What the exercise asks »
Up through the line that contains "pub trait PanelSource", retype the entries exactly, beginning at the very first line.
### Source records
//! Panel input and output port traits.

use crate::domain::analysis::AnnotatedPanel;
use crate::domain::error::FwdScanError;
use crate::domain::panel::TextTable;

/// Supplies the raw panel as a header row plus text cells.
pub trait PanelSource {
    fn load_table(&self) -> Result<TextTable, FwdScanError>;
}

/// Receives the annotated panel: input columns first, derived columns after.
pub trait PanelSink {
    fn write(&self, panel: &AnnotatedPanel) -> Result<(), FwdScanError>;
}
//! Edge-effect weights.
//!
//! weight = days_available / w, where days_available = min(n - i, w) is the
//! number of rows from `i` to the last row the window can reach. The weight
//! is in (0, 1] and drops below 1 exactly when the forward window is
//! truncated by the end of the ticker's history. It annotates rows only;
//! the other engines never consult it.

use crate::domain::columns::{TickerColumns, edge_weight_column};
use crate::domain::engine::ForwardEngine;
use crate::domain::horizon::HorizonSet;
use crate::domain::scanner::available_len;

/// `i < n` and `window >= 1`.
pub fn edge_weight(n: usize, i: usize, window: usize) -> f64 {
    available_len(n, i, window) as f64 / window as f64
}

#[derive(Debug, Clone)]
pub struct EdgeWeightEngine {
    horizons: HorizonSet,
}

impl EdgeWeightEngine {
    pub fn new(horizons: HorizonSet) -> Self {
        Self { horizons }
    }
}

impl ForwardEngine for EdgeWeightEngine {
    fn name(&self) -> &'static str {
        "edge_weight"
    }

    fn column_names(&self) -> Vec<String> {
        self.horizons
            .iter()
            .map(|h| edge_weight_column(&h.label))
            .collect()
    }

    fn scan_ticker(&self, prices: &[f64]) -> TickerColumns {
        let n = prices.len();
        let mut out = TickerColumns::new(self.horizons.len(), n);
        for (h, window) in self.horizons.windows().iter().enumerate() {
            for i in 0..n {
                out.set(h, i, Some(edge_weight(n, i, window.get())));
            }
        }
        out
    }
}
######
Answer for this exercise »
//! Panel input and output port traits.

use crate::domain::analysis::AnnotatedPanel;
use crate::domain::error::FwdScanError;
use crate::domain::panel::TextTable;

/// Supplies the raw panel as a header row plus text cells.
pub trait PanelSource {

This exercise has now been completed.